Since Stonewall, there has been a lot to celebrate in terms of LGBT rights. On its first anniversary, June 28, 1970, queer New Yorkers celebrated “Christopher Street Liberation Day” and marched from the Stonewall Inn to Central Park in New York’s first gay pride march. A day before the New York march, on June 27, 1970, Chicago activists hosted their own gay pride march to commemorate the Stonewall anniversary. They marched from Washington Square Park to what is now Daley Plaza, where they gathered around the Picasso chanting “Gay power to gay people!” Pride is now celebrated by millions across the globe annually with many cities celebrating on the anniversary of the Stonewall Rebellion. The uprising paved the way for activism that has led us to marriage equality, mainstream representation and workplace protections for LGBTQ individuals.
The heroes at the heart of the Stonewall Rebellion unfortunately remain among the queer communities’ most marginalized populations today. LGBTQ youth still represent a disproportionate amount of the homeless youth population at 40 per cent. The reason for this is the same reason that queer youths landed on the streets in the late 1960s: societal and/or familial rejection. Trans people today, especially trans women of color, continue to be disproportionately subjected to harassment; five transgender women have already been murdered in 2019. On top of violence and harassment they also face discriminatory government policy such as the recent ban on military service.
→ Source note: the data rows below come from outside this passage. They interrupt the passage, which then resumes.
//! Cursor-based pagination for Render list endpoints.
//!
//! Render list endpoints return an array of cursor-wrapped items; the cursor of
//! the last item fetches the next page. This module turns those pages into
//! either a single [`PaginatedResponse`] or a lazy [`Stream`] of every item.
//!
//! # Page fetchers
//!
//! Both [`fetch_one_page`] and [`paginate`] take a page fetcher: a closure
//! called with `(cursor, limit)` that returns one page of [`CursorItem`]s.
//! Endpoint filters are captured by the closure.
//!
//! # Example
//!
//! ```rust,ignore
//! use futures::StreamExt;
//! use render_api::pagination::AutoPaginateOptions;
//!
//! let mut projects = client
//!     .projects()
//!     .list_all(None, AutoPaginateOptions::default().max_items(100));
//!
//! while let Some(project) = projects.next().await {
//!     println!("{}", project?.name);
//! }
//! ```

use std::future::Future;
use std::ops::Deref;
use std::pin::Pin;

use futures::{Stream, TryStreamExt};
use serde::{Deserialize, Serialize};

use crate::clients::RenderError;

/// Page size assumed when a request does not set a limit.
pub const DEFAULT_PAGE_SIZE: u32 = 20;

/// A boxed stream of items produced by [`paginate`].
pub type ItemStream<'a, T> = Pin<Box<dyn Stream<Item = Result<T, RenderError>> + Send + 'a>>;

/// An item of a list response together with its pagination cursor.
///
/// The cursor is opaque and only meaningful for the endpoint and filters that
/// produced it.
#[derive(Clone, Debug, PartialEq, Eq, Serialize, Deserialize)]
pub struct CursorItem<T> {
    /// Opaque cursor pointing after this item.
    pub cursor: String,
    /// The item payload.
    pub item: T,
}

impl<T> CursorItem<T> {
    /// Creates a cursor-wrapped item.
    #[must_use]
    pub fn new(cursor: impl Into<String>, item: T) -> Self {
        Self {
            cursor: cursor.into(),
            item,
        }
    }
}

/// One page of a list response.
///
/// Dereferences to the page's items.
#[derive(Clone, Debug, PartialEq, Eq)]
pub struct PaginatedResponse<T> {
    /// The items of this page, in server order.
    pub items: Vec<T>,
    /// Cursor of the last item; pass it back to fetch the next page.
    pub cursor: Option<String>,
    /// `true` if the page was full and a cursor exists.
    pub has_more: bool,
}

impl<T> PaginatedResponse<T> {
    /// Consumes the page, returning its items.
    #[must_use]
    pub fn into_items(self) -> Vec<T> {
        self.items
    }

    /// Returns the parameters that fetch the next page, if there is one.
    #[must_use]
    pub fn next_page_params(&self, limit: Option<u32>) -> Option<PaginationParams> {
        if !self.has_more {
            return None;
        }
        self.cursor.as_ref().map(|cursor| PaginationParams {
            cursor: Some(cursor.clone()),
            limit,
        })
    }
}

impl<T> Deref for PaginatedResponse<T> {
    type Target = [T];

    fn deref(&self) -> &Self::Target {
        &self.items
    }
}

/// Parameters for fetching a single page.
#[derive(Clone, Debug, Default, PartialEq, Eq)]
pub struct PaginationParams {
    /// Cursor returned by the previous page.
    pub cursor: Option<String>,
    /// Page size (the API accepts 1-100).
    pub limit: Option<u32>,
}

impl PaginationParams {
    /// Sets the cursor.
    #[must_use]
    pub fn cursor(mut self, cursor: impl Into<String>) -> Self {
        self.cursor = Some(cursor.into());
        self
    }

    /// Sets the page size.
    #[must_use]
    pub const fn limit(mut self, limit: u32) -> Self {
        self.limit = Some(limit);
        self
    }
}

/// Options for traversing every page of a list endpoint.
#[derive(Clone, Debug, Default, PartialEq, Eq)]
pub struct AutoPaginateOptions {
    /// Cursor to start from.
    pub cursor: Option<String>,
    /// Page size for every request.
    pub limit: Option<u32>,
    /// Maximum number of items to yield across all pages.
    pub max_items: Option<usize>,
}

impl AutoPaginateOptions {
    /// Sets the starting cursor.
    #[must_use]
    pub fn cursor(mut self, cursor: impl Into<String>) -> Self {
        self.cursor = Some(cursor.into());
        self
    }

    /// Sets the page size.
    #[must_use]
    pub const fn limit(mut self, limit: u32) -> Self {
        self.limit = Some(limit);
        self
    }

    /// Caps the number of items yielded.
    #[must_use]
    pub const fn max_items(mut self, max_items: usize) -> Self {
        self.max_items = Some(max_items);
        self
    }
}

/// Returns the page size used for `has_more` detection.
///
/// A missing or zero limit falls back to [`DEFAULT_PAGE_SIZE`].
#[must_use]
pub fn effective_limit(limit: Option<u32>) -> u32 {
    limit.filter(|l| *l > 0).unwrap_or(DEFAULT_PAGE_SIZE)
}

/// Returns the cursor of the last item, or `None` for an empty page.
#[must_use]
pub fn extract_cursor<T>(items: &[CursorItem<T>]) -> Option<&str> {
    items.last().map(|entry| entry.cursor.as_str())
}

/// Strips the cursors from a page.
#[must_use]
pub fn unwrap_items<T>(items: Vec<CursorItem<T>>) -> Vec<T> {
    items.into_iter().map(|entry| entry.item).collect()
}

/// Builds a [`PaginatedResponse`] from one page of cursor-wrapped items.
///
/// `has_more` is `true` when the page holds at least the effective limit and
/// its last item carries a cursor.
#[must_use]
pub fn create_paginated_response<T>(
    items: Vec<CursorItem<T>>,
    limit: Option<u32>,
) -> PaginatedResponse<T> {
    let cursor = extract_cursor(&items).map(String::from);
    let full_page = items.len() >= effective_limit(limit) as usize;
    let has_more = full_page && cursor.is_some();

    PaginatedResponse {
        items: unwrap_items(items),
        cursor,
        has_more,
    }
}

/// Fetches a single page and wraps it in a [`PaginatedResponse`].
///
/// # Errors
///
/// Returns the error of the page fetcher unchanged.
pub async fn fetch_one_page<T, F, Fut>(
    fetch_page: F,
    params: PaginationParams,
) -> Result<PaginatedResponse<T>, RenderError>
where
    F: FnOnce(Option<String>, Option<u32>) -> Fut,
    Fut: Future<Output = Result<Vec<CursorItem<T>>, RenderError>>,
{
    let cursor = params.cursor.filter(|c| !c.is_empty());
    let items = fetch_page(cursor, params.limit.filter(|l| *l > 0)).await?;
    Ok(create_paginated_response(items, params.limit))
}

struct PaginateState<F, T> {
    fetch_page: F,
    cursor: Option<String>,
    limit: Option<u32>,
    max_items: Option<usize>,
    buffer: std::vec::IntoIter<CursorItem<T>>,
    yielded: usize,
    fetched_once: bool,
    finished: bool,
}

impl<F, T> PaginateState<F, T> {
    fn reached_max(&self) -> bool {
        self.max_items.is_some_and(|max| self.yielded >= max)
    }
}

/// Lazily yields every item of a list endpoint, fetching pages on demand.
///
/// Traversal rules:
/// - The first request uses `options.cursor`; later requests use the cursor
///   of the previous page's last item.
/// - An empty page, or a last item without a cursor, ends the stream.
/// - With `max_items` set, the stream ends once that many items were
///   yielded, without fetching further pages. The first page is always
///   fetched, even for `max_items = 0`.
/// - A fetch error is yielded once and ends the stream.
///
/// At most one page is buffered. Dropping the stream cancels the traversal.
pub fn paginate<'a, T, F, Fut>(fetch_page: F, options: AutoPaginateOptions) -> ItemStream<'a, T>
where
    T: Send + 'a,
    F: FnMut(Option<String>, Option<u32>) -> Fut + Send + 'a,
    Fut: Future<Output = Result<Vec<CursorItem<T>>, RenderError>> + Send + 'a,
{
    let state = PaginateState {
        fetch_page,
        cursor: options.cursor,
        limit: options.limit.filter(|l| *l > 0),
        max_items: options.max_items,
        buffer: Vec::new().into_iter(),
        yielded: 0,
        fetched_once: false,
        finished: false,
    };

    Box::pin(futures::stream::unfold(state, |mut state| async move {
        loop {
            if state.finished {
                return None;
            }

            if let Some(entry) = state.buffer.next() {
                if state.reached_max() {
                    state.finished = true;
                    return None;
                }
                state.yielded += 1;
                if state.reached_max() {
                    state.finished = true;
                }
                return Some((Ok(entry.item), state));
            }

            let cursor = state.cursor.take().filter(|c| !c.is_empty());
            if state.fetched_once && cursor.is_none() {
                state.finished = true;
                return None;
            }

            tracing::debug!(cursor = ?cursor, limit = ?state.limit, "Fetching page");
            let items = match (state.fetch_page)(cursor, state.limit).await {
                Ok(items) => items,
                Err(error) => {
                    state.finished = true;
                    return Some((Err(error), state));
                }
            };
            state.fetched_once = true;

            if items.is_empty() {
                state.finished = true;
                return None;
            }

            state.cursor = extract_cursor(&items).map(String::from);
            state.buffer = items.into_iter();
        }
    }))
}

/// Drains a stream of items into a `Vec`.
///
/// # Errors
///
/// Returns the first error yielded by the stream.
pub async fn collect_all<T, S>(stream: S) -> Result<Vec<T>, RenderError>
where
    S: Stream<Item = Result<T, RenderError>>,
{
    stream.try_collect().await
}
Fifty years after Stonewall, gay bars still serve as sanctuaries for the queer community and will continue to do so. In addition to gay bars, LGBTQ community centers such as Chicago’s Center on Halsted exist to offer refuge and a welcoming space that offers services for the LGBTQ community. When reached for comment on the concept of queer safe spaces and the challenges facing the LGBTQ community today, Mariah Emerson of the Center on Halsted had this to say, “In a climate where hate language fuels hate violence, and the essence of “safe spaces” could be compromised in the blink of an eye, community is our refuge. As the most comprehensive LGBTQ community center in the Midwest, it is our honor and responsibility to uplift and create space for the LGBTQ community— in all of its intersections.” Safe spaces for queer people to gather, dance and meet similar people remain essential to healthy growth for the LGBTQ rights movement.